Fig. 2a is a graph relating to shrinkage versus time for cementing composition curing.
Fig. 2b is a graph relating to stiffness versus time for cementing composition curing.
Fig. 2c is a graph relating to failure versus time for cementing composition curing.
Fig. 3a is a cross-sectional diagrammatic view of a portion of a well after primary
cementing.
Fig. 3b is a detail view of Fig. 3a.
Fig. 4 is a diagrammatic view of a well with a graph showing de-bonding of the cement
sheath.
Fig. 5 is a diagrammatic view of a well with a graph showing no de-bonding of the
cement sheath.
Fig. 6 is a diagrammatic view of a well showing plastic deformation of the cement
sheath.
Fig. 7 is a diagrammatic view of a well showing no plastic deformation of the cement
sheath.
Fig. 8a is a graph relating to radial stresses in the casing, cement and the rock
when the pressure inside the casing is increased.
Fig. 8b is a graph relating to tangential stresses in the casing, cement and the rock
when the pressure inside the casing is increased.
Fig. 8c is a graph relating to tangential stresses in a cement sheath when the pressure
inside the casing is increased.
Fig. 8d is a graph relating to tangential stresses in several cement sheaths when
the pressure inside the casing is increased.
Fig. 9 is a diagrammatic view of a well showing no de-bonding of the cement sheath.

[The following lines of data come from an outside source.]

//! Site build errors.

use std::path::PathBuf;

/// Error that aborts a site build.
///
/// Failures inside directives are not build errors: they are logged, added
/// to the page warnings, and the build continues.
#[derive(Debug, thiserror::Error)]
pub enum BuildError {
    /// Source directory does not exist.
    #[error("Source directory not found: {}", .0.display())]
    SourceDirNotFound(PathBuf),

    /// Failed to read a source file or directory.
    #[error("Failed to read {}: {source}", path.display())]
    Read {
        path: PathBuf,
        #[source]
        source: std::io::Error,
    },

    /// Failed to write an output file or directory.
    #[error("Failed to write {}: {source}", path.display())]
    Write {
        path: PathBuf,
        #[source]
        source: std::io::Error,
    },
}
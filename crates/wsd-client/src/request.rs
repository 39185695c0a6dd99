//! Render request construction.

use crate::options::DiagramOptions;

/// A diagram serialized for the service's form-encoded POST body.
#[derive(Debug)]
pub struct RenderRequest<'a> {
    pub message: &'a str,
    pub options: &'a DiagramOptions,
}

impl<'a> RenderRequest<'a> {
    #[must_use]
    pub fn new(message: &'a str, options: &'a DiagramOptions) -> Self {
        Self { message, options }
    }

    /// Form fields in send order: `message`, `style`, `format`, `appVersion`,
    /// then the pass-through parameters.
    ///
    /// `alt` is presentation-only and never sent.
    #[must_use]
    pub fn form_fields(&self) -> Vec<(&'a str, &'a str)> {
        let options = self.options;
        let mut fields = Vec::with_capacity(4 + options.extra.len());
        fields.push(("message", self.message));
        fields.push(("style", options.style.as_str()));
        fields.push(("format", options.format.as_str()));
        fields.push(("appVersion", options.app_version.as_str()));
        fields.extend(
            options
                .extra
                .iter()
                .map(|(key, value)| (key.as_str(), value.as_str())),
        );
        fields
    }
}
//! CLI error types.

use wsd_config::ConfigError;
use wsd_site::BuildError;

/// CLI error type.
#[derive(Debug, thiserror::Error)]
pub(crate) enum CliError {
    #[error("{0}")]
    Config(#[from] ConfigError),

    #[error("{0}")]
    Build(#[from] BuildError),
}
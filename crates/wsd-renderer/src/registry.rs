//! Registered directives and node renderers.

use crate::directive::BlockDirective;
use crate::node::{NodeRegistry, RenderNodeFn};

/// Everything extensions have registered with the renderer.
#[derive(Default)]
pub struct Registry {
    directives: Vec<Box<dyn BlockDirective>>,
    nodes: NodeRegistry,
}

impl Registry {
    #[must_use]
    pub fn new() -> Self {
        Self::default()
    }

    /// Register a block directive.
    ///
    /// A later directive with the same name replaces the earlier one.
    pub fn add_directive<D: BlockDirective + 'static>(&mut self, directive: D) {
        let name = directive.name().to_owned();
        self.directives.retain(|d| d.name() != name);
        self.directives.push(Box::new(directive));
    }

    /// Register the HTML renderer for a node kind.
    pub fn add_node(&mut self, kind: impl Into<String>, render: RenderNodeFn) {
        self.nodes.register(kind, render);
    }

    #[must_use]
    pub fn has_directive(&self, name: &str) -> bool {
        self.directives.iter().any(|d| d.name() == name)
    }

    pub(crate) fn directive_mut(&mut self, name: &str) -> Option<&mut (dyn BlockDirective + 'static)> {
        self.directives
            .iter_mut()
            .find(|d| d.name() == name)
            .map(|d| d.as_mut())
    }

    #[must_use]
    pub fn nodes(&self) -> &NodeRegistry {
        &self.nodes
    }
}

impl std::fmt::Debug for Registry {
    fn fmt(&self, f: &mut std::fmt::Formatter<'_>) -> std::fmt::Result {
        let names: Vec<&str> = self.directives.iter().map(|d| d.name()).collect();
        f.debug_struct("Registry")
            .field("directives", &names)
            .field("nodes", &self.nodes)
            .finish()
    }
}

Fig. 10 is a diagrammatic view of a well showing no plastic deformation of the cement
sheath.
Fig. 11 is a graph relating to competency for the cementing compositions for several
well events.
[0010] Referring to Fig. 1, a method 10 for selecting a cementing composition for sealing
a subterranean zone penetrated by a well bore according to the present embodiment
basically comprises determining a group of effective cementing compositions from a
group of cementing compositions given estimated conditions experienced during the
life of the well, and estimating the risk parameters for each of the group of effective
cementing compositions. Effectiveness considerations include concerns that the cementing
composition be stable under down hole conditions of pressure and temperature, resist
down hole chemicals, and possess the mechanical properties to withstand stresses from
various down hole operations to provide zonal isolation for the life of the well.

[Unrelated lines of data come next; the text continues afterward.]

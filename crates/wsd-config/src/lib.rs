//! Configuration management for wsd.
//!
//! Parses `wsd.toml` configuration files with serde and provides
//! auto-discovery of config files in parent directories.
//!
//! CLI settings can be applied during load via [`CliSettings`].
//!
//! ## Environment Variable Expansion
//!
//! `diagrams.api_url` supports environment variable expansion:
//!
//! - `${VAR}` - expands to the value of VAR, errors if unset
//! - `${VAR:-default}` - expands to VAR if set, otherwise uses default

mod expand;

use std::path::{Path, PathBuf};
use std::time::Duration;

use serde::Deserialize;
use wsd_client::{DEFAULT_API_URL, Format, Style};
use wsd_diagrams::Naming;

/// Configuration filename to search for.
const CONFIG_FILENAME: &str = "wsd.toml";

/// CLI settings that override configuration file values.
///
/// All fields are optional. Only non-None values override the loaded config.
#[derive(Debug, Default)]
pub struct CliSettings {
    /// Override docs source directory.
    pub source_dir: Option<PathBuf>,
    /// Override build output directory.
    pub output_dir: Option<PathBuf>,
    /// Override diagram service URL.
    pub api_url: Option<String>,
    /// Override default diagram style.
    pub style: Option<Style>,
    /// Override default image format.
    pub format: Option<Format>,
}

/// Application configuration.
#[derive(Debug, Deserialize)]
#[serde(default)]
pub struct Config {
    docs: DocsConfigRaw,
    diagrams: DiagramsConfigRaw,

    /// Resolved docs configuration (set after loading).
    #[serde(skip)]
    pub docs_resolved: DocsConfig,
    /// Resolved diagrams configuration (set after loading).
    #[serde(skip)]
    pub diagrams_resolved: DiagramsConfig,
    /// Path to the config file (set after loading).
    #[serde(skip)]
    pub config_path: Option<PathBuf>,
}

impl Default for Config {
    fn default() -> Self {
        Self::default_with_base(Path::new("."))
    }
}

/// Raw docs configuration as parsed from TOML (paths as strings).
#[derive(Debug, Deserialize, Default)]
#[serde(default)]
struct DocsConfigRaw {
    source_dir: Option<String>,
    output_dir: Option<String>,
}

/// Resolved documentation paths.
#[derive(Debug, Default)]
pub struct DocsConfig {
    /// Source directory for Markdown files.
    pub source_dir: PathBuf,
    /// Directory the HTML pages and `_images/` are written to.
    pub output_dir: PathBuf,
}

/// Raw diagrams configuration as parsed from TOML.
#[derive(Debug, Deserialize, Default)]
#[serde(default)]
struct DiagramsConfigRaw {
    api_url: Option<String>,
    style: Option<String>,
    format: Option<String>,
    naming: Option<String>,
    timeout_secs: Option<u64>,
}

/// Resolved diagram rendering configuration.
#[derive(Debug)]
pub struct DiagramsConfig {
    /// Base URL of the websequencediagrams service.
    pub api_url: String,
    /// Style used when a diagram does not set one.
    pub style: Style,
    /// Format used when a diagram does not set one.
    pub format: Format,
    /// Identifier scheme for generated images.
    pub naming: Naming,
    /// HTTP timeout; `None` waits indefinitely.
    pub timeout: Option<Duration>,
}

impl Default for DiagramsConfig {
    fn default() -> Self {
        Self {
            api_url: DEFAULT_API_URL.to_owned(),
            style: Style::default(),
            format: Format::default(),
            naming: Naming::default(),
            timeout: None,
        }
    }
}

/// Configuration error.
#[derive(Debug, thiserror::Error)]
pub enum ConfigError {
    /// File not found.
    #[error("Configuration file not found: {}", .0.display())]
    NotFound(PathBuf),
    /// I/O error.
    #[error("I/O error: {0}")]
    Io(#[from] std::io::Error),
    /// TOML parsing error.
    #[error("TOML parse error: {0}")]
    Parse(#[from] toml::de::Error),
    /// Validation error.
    #[error("Configuration error: {0}")]
    Validation(String),
    /// Environment variable error during expansion.
    #[error("Environment variable error in {field}: {message}")]
    EnvVar {
        /// Config field path (e.g., "`diagrams.api_url`").
        field: String,
        /// Error message (e.g., "${`WSD_URL`} not set").
        message: String,
    },
}

/// Require a string field to be non-empty.
fn require_non_empty(value: &str, field: &str) -> Result<(), ConfigError> {
    if value.is_empty() {
        return Err(ConfigError::Validation(format!("{field} cannot be empty")));
    }
    Ok(())
}

/// Require a URL field to use http:// or https:// scheme.
fn require_http_url(url: &str, field: &str) -> Result<(), ConfigError> {
    if !url.starts_with("http://") && !url.starts_with("https://") {
        return Err(ConfigError::Validation(format!(
            "{field} must start with http:// or https://"
        )));
    }
    Ok(())
}

/// Parse an enumerated option, naming the valid values on failure.
fn parse_choice<T>(
    value: Option<&str>,
    field: &str,
    parse: impl Fn(&str) -> Option<T>,
    valid: &[&str],
    default: T,
) -> Result<T, ConfigError> {
    let Some(value) = value else {
        return Ok(default);
    };
    parse(value).ok_or_else(|| {
        ConfigError::Validation(format!(
            "{field} '{value}' is not one of: {}",
            valid.join(", ")
        ))
    })
}

impl Config {
    /// Load configuration from file with optional CLI settings.
    ///
    /// If `config_path` is provided, loads from that file.
    /// Otherwise, searches for `wsd.toml` in current directory and parents.
    ///
    /// CLI settings are applied after loading and path resolution, allowing CLI
    /// arguments to take precedence over config file values.
    ///
    /// # Errors
    ///
    /// Returns error if explicit `config_path` doesn't exist, parsing fails,
    /// or the resulting configuration is invalid.
    pub fn load(
        config_path: Option<&Path>,
        cli_settings: Option<&CliSettings>,
    ) -> Result<Self, ConfigError> {
        let mut config = if let Some(path) = config_path {
            if !path.exists() {
                return Err(ConfigError::NotFound(path.to_path_buf()));
            }
            Self::load_from_file(path)?
        } else if let Some(discovered) = Self::discover_config() {
            Self::load_from_file(&discovered)?
        } else {
            Self::default_with_cwd()
        };

        if let Some(settings) = cli_settings {
            config.apply_cli_settings(settings);
            config.validate()?;
        }

        Ok(config)
    }

    /// Apply CLI settings to the configuration.
    fn apply_cli_settings(&mut self, settings: &CliSettings) {
        if let Some(source_dir) = &settings.source_dir {
            self.docs_resolved.source_dir.clone_from(source_dir);
        }
        if let Some(output_dir) = &settings.output_dir {
            self.docs_resolved.output_dir.clone_from(output_dir);
        }
        if let Some(api_url) = &settings.api_url {
            self.diagrams_resolved.api_url.clone_from(api_url);
        }
        if let Some(style) = settings.style {
            self.diagrams_resolved.style = style;
        }
        if let Some(format) = settings.format {
            self.diagrams_resolved.format = format;
        }
    }

    /// Search for config file in current directory and parents.
    fn discover_config() -> Option<PathBuf> {
        let mut current = std::env::current_dir().ok()?;
        loop {
            let candidate = current.join(CONFIG_FILENAME);
            if candidate.exists() {
                return Some(candidate);
            }
            if !current.pop() {
                return None;
            }
        }
    }

    /// Create default config with paths relative to current working directory.
    fn default_with_cwd() -> Self {
        let cwd = std::env::current_dir().unwrap_or_default();
        Self::default_with_base(&cwd)
    }

    /// Create default config with paths relative to given base directory.
    fn default_with_base(base: &Path) -> Self {
        Self {
            docs: DocsConfigRaw::default(),
            diagrams: DiagramsConfigRaw::default(),
            docs_resolved: DocsConfig {
                source_dir: base.join("docs"),
                output_dir: base.join("build/html"),
            },
            diagrams_resolved: DiagramsConfig::default(),
            config_path: None,
        }
    }

    /// Load configuration from a specific file.
    fn load_from_file(path: &Path) -> Result<Self, ConfigError> {
        let content = std::fs::read_to_string(path)?;
        let mut config: Self = toml::from_str(&content)?;

        config.expand_env_vars()?;

        let config_dir = path.parent().unwrap_or(Path::new("."));
        config.resolve(config_dir)?;
        config.config_path = Some(path.to_path_buf());

        config.validate()?;

        Ok(config)
    }

    /// Validate configuration values.
    ///
    /// # Errors
    ///
    /// Returns `ConfigError::Validation` if any validation fails.
    pub fn validate(&self) -> Result<(), ConfigError> {
        let diagrams = &self.diagrams_resolved;
        require_non_empty(&diagrams.api_url, "diagrams.api_url")?;
        require_http_url(&diagrams.api_url, "diagrams.api_url")?;
        if diagrams.timeout.is_some_and(|t| t.is_zero()) {
            return Err(ConfigError::Validation(
                "diagrams.timeout_secs must be greater than 0".to_owned(),
            ));
        }
        Ok(())
    }

    /// Expand environment variable references in configuration strings.
    fn expand_env_vars(&mut self) -> Result<(), ConfigError> {
        if let Some(ref url) = self.diagrams.api_url {
            self.diagrams.api_url = Some(expand::expand_env(url, "diagrams.api_url")?);
        }
        Ok(())
    }

    /// Resolve relative paths against the config directory and parse
    /// enumerated diagram options.
    fn resolve(&mut self, config_dir: &Path) -> Result<(), ConfigError> {
        let resolve = |path: Option<&str>, default: &str| config_dir.join(path.unwrap_or(default));

        self.docs_resolved = DocsConfig {
            source_dir: resolve(self.docs.source_dir.as_deref(), "docs"),
            output_dir: resolve(self.docs.output_dir.as_deref(), "build/html"),
        };

        let raw = &self.diagrams;
        let style_names: Vec<&str> = Style::ALL.iter().map(|s| s.as_str()).collect();
        self.diagrams_resolved = DiagramsConfig {
            api_url: raw
                .api_url
                .clone()
                .unwrap_or_else(|| DEFAULT_API_URL.to_owned()),
            style: parse_choice(
                raw.style.as_deref(),
                "diagrams.style",
                Style::parse,
                &style_names,
                Style::default(),
            )?,
            format: parse_choice(
                raw.format.as_deref(),
                "diagrams.format",
                Format::parse,
                &["png", "svg", "pdf"],
                Format::default(),
            )?,
            naming: parse_choice(
                raw.naming.as_deref(),
                "diagrams.naming",
                Naming::parse,
                &["serial", "random"],
                Naming::default(),
            )?,
            timeout: raw.timeout_secs.map(Duration::from_secs),
        };

        Ok(())
    }
}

[0011] In step 12, well input data for a particular well is determined. Well input data
includes routinely measurable or calculable parameters inherent in a well, including
vertical depth of the well, overburden gradient, pore pressure, maximum and minimum
horizontal stresses, hole size, casing outer diameter, casing inner diameter, density
of drilling fluid, desired density of cement slurry for pumping, density of completion
fluid, and top of cement. As will be discussed in greater detail with reference to
step 14, the well can be computer modeled. In modeling, the stress state in the well
at the end of drilling, and before the cement slurry is pumped into the annular space,
affects the stress state for the interface boundary between the rock and the cementing
composition. Thus, the stress state in the rock with the drilling fluid is evaluated,
and properties of the rock such as Young's modulus, Poisson's ratio, and yield parameters
are used to analyze the rock stress state. These terms and their methods of determination
are well known to those skilled in the art. It is understood that well input data
will vary between individual wells.
[0012] In step 14, the well events applicable to the well are determined. For example, cement
hydration (setting) is a well event. Other well events include pressure testing, well
completions, hydraulic fracturing, hydrocarbon production, fluid injection, perforation,
subsequent drilling, formation movement as a result of producing hydrocarbons at high
rates from unconsolidated formation, and tectonic movement after the cementing composition
has been pumped in place. Well events include those events that are certain to happen
during the life of the well, such as cement hydration, and those events that are readily
predicted to occur during the life of the well, given a particular well's location,
rock type, and other factors well known in the art.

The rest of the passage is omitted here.